L’Algérie garde son optimisme

La raison de cet optimisme algérien tient sur l’évolution de ses exportations d’hydrocarbures qui, même avec la baisse des cours de pétrole cette année, connaitrons une évolution entre 2016 et 2018 et amélioreront la valeur exportatrice.

Les importations quant à elles connaissent une tendance baissière depuis le début 2015, chutant de  11,8%. Cette douce diminution s’est poursuivie au premier semestre 2016 avec 11,2% d’importations en moins par rapport à la même période.

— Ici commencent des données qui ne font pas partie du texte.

//! Pipeline status state machine.
//!
//! A project moves through four stages, each with a `*_generating` state
//! while provider work is in flight and a `*_ready` state once the artifact
//! is persisted. `failed` is reachable from every in-flight state and is
//! re-entrant only into the stage that failed.

use std::fmt;

use schemars::JsonSchema;
use serde::{Deserialize, Serialize};

/// One of the four pipeline phases.
#[derive(Debug, Clone, Copy, PartialEq, Eq, Hash, Serialize, Deserialize, JsonSchema)]
#[serde(rename_all = "snake_case")]
pub enum PipelineStage {
    /// Script generation (topic/level → lesson content)
    ContentGeneration,
    /// Speech synthesis (script → audio)
    AudioGeneration,
    /// Talking-avatar rendering (audio → avatar video)
    AvatarGeneration,
    /// Final video compositing
    Rendering,
}

impl PipelineStage {
    pub fn as_str(&self) -> &'static str {
        match self {
            PipelineStage::ContentGeneration => "content_generation",
            PipelineStage::AudioGeneration => "audio_generation",
            PipelineStage::AvatarGeneration => "avatar_generation",
            PipelineStage::Rendering => "rendering",
        }
    }

    /// Status a project holds while this stage's provider work is in flight.
    pub fn generating_status(&self) -> ProjectStatus {
        match self {
            PipelineStage::ContentGeneration => ProjectStatus::ContentGenerating,
            PipelineStage::AudioGeneration => ProjectStatus::AudioGenerating,
            PipelineStage::AvatarGeneration => ProjectStatus::AvatarGenerating,
            PipelineStage::Rendering => ProjectStatus::Rendering,
        }
    }

    /// Status a project reaches once this stage's artifact is persisted.
    ///
    /// The rendering stage has no `_ready` state; its success is `completed`.
    pub fn ready_status(&self) -> ProjectStatus {
        match self {
            PipelineStage::ContentGeneration => ProjectStatus::ContentReady,
            PipelineStage::AudioGeneration => ProjectStatus::AudioReady,
            PipelineStage::AvatarGeneration => ProjectStatus::AvatarReady,
            PipelineStage::Rendering => ProjectStatus::Completed,
        }
    }
}

impl fmt::Display for PipelineStage {
    fn fmt(&self, f: &mut fmt::Formatter<'_>) -> fmt::Result {
        write!(f, "{}", self.as_str())
    }
}

/// Project pipeline status.
#[derive(Debug, Clone, Copy, PartialEq, Eq, Hash, Serialize, Deserialize, JsonSchema, Default)]
#[serde(rename_all = "snake_case")]
pub enum ProjectStatus {
    /// Created by the UI, no pipeline work started
    #[default]
    Draft,
    /// Script generation in flight
    ContentGenerating,
    /// Lesson content persisted
    ContentReady,
    /// Speech synthesis in flight
    AudioGenerating,
    /// Audio artifact persisted
    AudioReady,
    /// Avatar render job in flight
    AvatarGenerating,
    /// Avatar video persisted
    AvatarReady,
    /// Final compositing job in flight
    Rendering,
    /// Final video persisted
    Completed,
    /// A stage failed; `error_step` names it
    Failed,
}

impl ProjectStatus {
    pub fn as_str(&self) -> &'static str {
        match self {
            ProjectStatus::Draft => "draft",
            ProjectStatus::ContentGenerating => "content_generating",
            ProjectStatus::ContentReady => "content_ready",
            ProjectStatus::AudioGenerating => "audio_generating",
            ProjectStatus::AudioReady => "audio_ready",
            ProjectStatus::AvatarGenerating => "avatar_generating",
            ProjectStatus::AvatarReady => "avatar_ready",
            ProjectStatus::Rendering => "rendering",
            ProjectStatus::Completed => "completed",
            ProjectStatus::Failed => "failed",
        }
    }

    /// The only stage a project in this status may legally enter next.
    ///
    /// Returns `None` for in-flight, failed and terminal states; retry out of
    /// `failed` is governed by the project's `error_step`, not by status.
    pub fn next_stage(&self) -> Option<PipelineStage> {
        match self {
            ProjectStatus::Draft => Some(PipelineStage::ContentGeneration),
            ProjectStatus::ContentReady => Some(PipelineStage::AudioGeneration),
            ProjectStatus::AudioReady => Some(PipelineStage::AvatarGeneration),
            ProjectStatus::AvatarReady => Some(PipelineStage::Rendering),
            _ => None,
        }
    }

    /// Stage whose provider work is currently in flight, if any.
    pub fn in_flight_stage(&self) -> Option<PipelineStage> {
        match self {
            ProjectStatus::ContentGenerating => Some(PipelineStage::ContentGeneration),
            ProjectStatus::AudioGenerating => Some(PipelineStage::AudioGeneration),
            ProjectStatus::AvatarGenerating => Some(PipelineStage::AvatarGeneration),
            ProjectStatus::Rendering => Some(PipelineStage::Rendering),
            _ => None,
        }
    }

    /// Check if this is a terminal success state.
    pub fn is_terminal(&self) -> bool {
        matches!(self, ProjectStatus::Completed)
    }

    /// Check if provider work is in flight.
    pub fn is_in_flight(&self) -> bool {
        self.in_flight_stage().is_some()
    }
}

impl fmt::Display for ProjectStatus {
    fn fmt(&self, f: &mut fmt::Formatter<'_>) -> fmt::Result {
        write!(f, "{}", self.as_str())
    }
}

#[cfg(test)]
mod tests {
    use super::*;

    #[test]
    fn test_forward_chain_is_complete() {
        let mut status = ProjectStatus::Draft;
        let mut visited = vec![status];

        while let Some(stage) = status.next_stage() {
            let generating = stage.generating_status();
            assert_eq!(generating.in_flight_stage(), Some(stage));
            status = stage.ready_status();
            visited.push(generating);
            visited.push(status);
        }

        assert_eq!(status, ProjectStatus::Completed);
        assert_eq!(visited.len(), 9);
    }

    #[test]
    fn test_in_flight_states_have_no_successor() {
        for status in [
            ProjectStatus::ContentGenerating,
            ProjectStatus::AudioGenerating,
            ProjectStatus::AvatarGenerating,
            ProjectStatus::Rendering,
            ProjectStatus::Completed,
            ProjectStatus::Failed,
        ] {
            assert!(status.next_stage().is_none(), "{status} has a successor");
        }
    }

    #[test]
    fn test_stage_serialization() {
        let json = serde_json::to_string(&PipelineStage::ContentGeneration).unwrap();
        assert_eq!(json, "\"content_generation\"");

        let json = serde_json::to_string(&ProjectStatus::AvatarGenerating).unwrap();
        assert_eq!(json, "\"avatar_generating\"");
    }
}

L’ancien ministre des Finances Benkhalfa assure que les concepteurs des rapports « Doing Business » de la Banque mondiale ont affirmé qu’ils reconnaissent les compétences des cadres algériens en matière économique. Ils lui ont assuré que l’Algérie, en raison de ses capacités humaines et matérielles et même naturelles, mériterait une meilleure place sur la scène mondiale.